■ **Excerpts from a dataset**

+ + + + +

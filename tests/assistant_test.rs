//! Assistant Tests
//!
//! アップロードから質問応答までの流れを、クロージャのモデルで検証します。

use rust_xlsxwriter::*;
use std::cell::RefCell;
use std::path::{Path, PathBuf};
use rentsheet::{Assistant, ChatRequest, Extractor, RentsheetError, Role, UploadOutcome};

fn write_summary(dir: &Path, name: &str, units: &[&str]) -> PathBuf {
    let mut workbook = Workbook::new();
    let sheet = workbook.add_worksheet();
    sheet.set_name("JAN SUMMARY").unwrap();
    sheet.write_string(2, 0, "House").unwrap();
    sheet.write_string(2, 1, "Rent").unwrap();
    sheet.write_string(2, 2, "Paid").unwrap();
    sheet.write_string(2, 3, "Balance").unwrap();
    for (i, unit) in units.iter().enumerate() {
        let row = 3 + i as u32;
        sheet.write_string(row, 0, *unit).unwrap();
        sheet.write_number(row, 1, 5000.0).unwrap();
        sheet.write_number(row, 2, 2500.0).unwrap();
        sheet.write_number(row, 3, 2500.0).unwrap();
    }
    // 行数を最低限確保する
    sheet.write_string(4 + units.len() as u32, 5, "end").unwrap();

    let path = dir.join(name);
    workbook.save(&path).unwrap();
    path
}

#[test]
fn test_upload_then_question() {
    let dir = tempfile::tempdir().unwrap();
    let path = write_summary(dir.path(), "rent.xlsx", &["A1", "A2"]);

    let seen = RefCell::new(Vec::new());
    let model = |request: &ChatRequest| -> Result<String, RentsheetError> {
        seen.borrow_mut().push(request.clone());
        Ok("A1 and A2 each owe 2500.".to_string())
    };
    let assistant = Assistant::new(Extractor::default(), &model);

    let replies = assistant.handle_upload(&path);
    assert_eq!(replies.len(), 1);
    assert!(replies[0].starts_with("✅ Parsed 2 records."));
    assert!(replies[0].contains("A1 (JAN SUMMARY, JAN) → Rent: 5000, Paid: 2500, Bal: 2500"));

    let replies = assistant.handle_question("Who hasn't paid?");
    assert_eq!(replies, vec!["💬 A1 and A2 each owe 2500.".to_string()]);

    let requests = seen.borrow();
    assert_eq!(requests.len(), 1);
    assert_eq!(requests[0].messages[0].role, Role::System);
    assert!(requests[0].messages[0]
        .content
        .contains("Source: JAN SUMMARY, Unit: A2, Month: JAN, Rent: 5000, Paid: 2500, Balance: 2500"));
    assert_eq!(requests[0].messages[1].content, "Who hasn't paid?");
}

#[test]
fn test_new_upload_replaces_previous() {
    let dir = tempfile::tempdir().unwrap();
    let first = write_summary(dir.path(), "first.xlsx", &["A1", "A2", "A3"]);
    let second = write_summary(dir.path(), "second.xlsx", &["B1"]);

    let model = |_: &ChatRequest| -> Result<String, RentsheetError> { Ok("ok".to_string()) };
    let assistant = Assistant::new(Extractor::default(), model);

    assert!(matches!(assistant.upload(&first), UploadOutcome::Stored(_)));
    assert_eq!(assistant.slot().len(), 3);

    assert!(matches!(assistant.upload(&second), UploadOutcome::Stored(_)));
    assert_eq!(assistant.slot().len(), 1);
    assert_eq!(assistant.slot().snapshot()[0].unit, "B1");
}

#[test]
fn test_empty_upload_keeps_previous_data() {
    let dir = tempfile::tempdir().unwrap();
    let good = write_summary(dir.path(), "good.xlsx", &["A1"]);

    let empty = dir.path().join("empty.xlsx");
    let mut workbook = Workbook::new();
    workbook.add_worksheet().write_string(0, 0, "nothing here").unwrap();
    workbook.save(&empty).unwrap();

    let model = |_: &ChatRequest| -> Result<String, RentsheetError> { Ok("ok".to_string()) };
    let assistant = Assistant::new(Extractor::default(), model);

    assistant.upload(&good);
    let replies = assistant.handle_upload(&empty);

    assert_eq!(
        replies,
        vec!["⚠️ No valid rental entries found in the Excel file.".to_string()]
    );
    assert_eq!(assistant.slot().len(), 1);
}

#[test]
fn test_corrupt_upload_reports_parse_failure() {
    let dir = tempfile::tempdir().unwrap();
    let path = dir.path().join("broken.xlsx");
    std::fs::write(&path, b"this is not a spreadsheet").unwrap();

    let model = |_: &ChatRequest| -> Result<String, RentsheetError> { Ok("ok".to_string()) };
    let assistant = Assistant::new(Extractor::default(), model);

    assert_eq!(
        assistant.handle_upload(&path),
        vec!["❌ Failed to parse the Excel file.".to_string()]
    );
    assert!(assistant.slot().is_empty());
}

#[test]
fn test_context_is_limited_to_first_records() {
    let dir = tempfile::tempdir().unwrap();
    let units: Vec<String> = (1..=60).map(|i| format!("U{}", i)).collect();
    let unit_refs: Vec<&str> = units.iter().map(String::as_str).collect();
    let path = write_summary(dir.path(), "large.xlsx", &unit_refs);

    let model = |request: &ChatRequest| -> Result<String, RentsheetError> {
        let context_lines = request.messages[0].content.lines().count() - 1;
        Ok(format!("{} records in context", context_lines))
    };
    let assistant = Assistant::new(Extractor::default(), model);

    assert!(matches!(assistant.upload(&path), UploadOutcome::Stored(_)));
    assert_eq!(assistant.slot().len(), 60);
    assert_eq!(
        assistant.handle_question("How many?"),
        vec!["💬 50 records in context".to_string()]
    );
}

+ + + + +

■ **Work to be completed**
Filter the records above and return every line that holds the word "Role".

■ **Result of this task**
use rentsheet::{Assistant, ChatRequest, Extractor, RentsheetError, Role, UploadOutcome};
    assert_eq!(requests[0].messages[0].role, Role::System);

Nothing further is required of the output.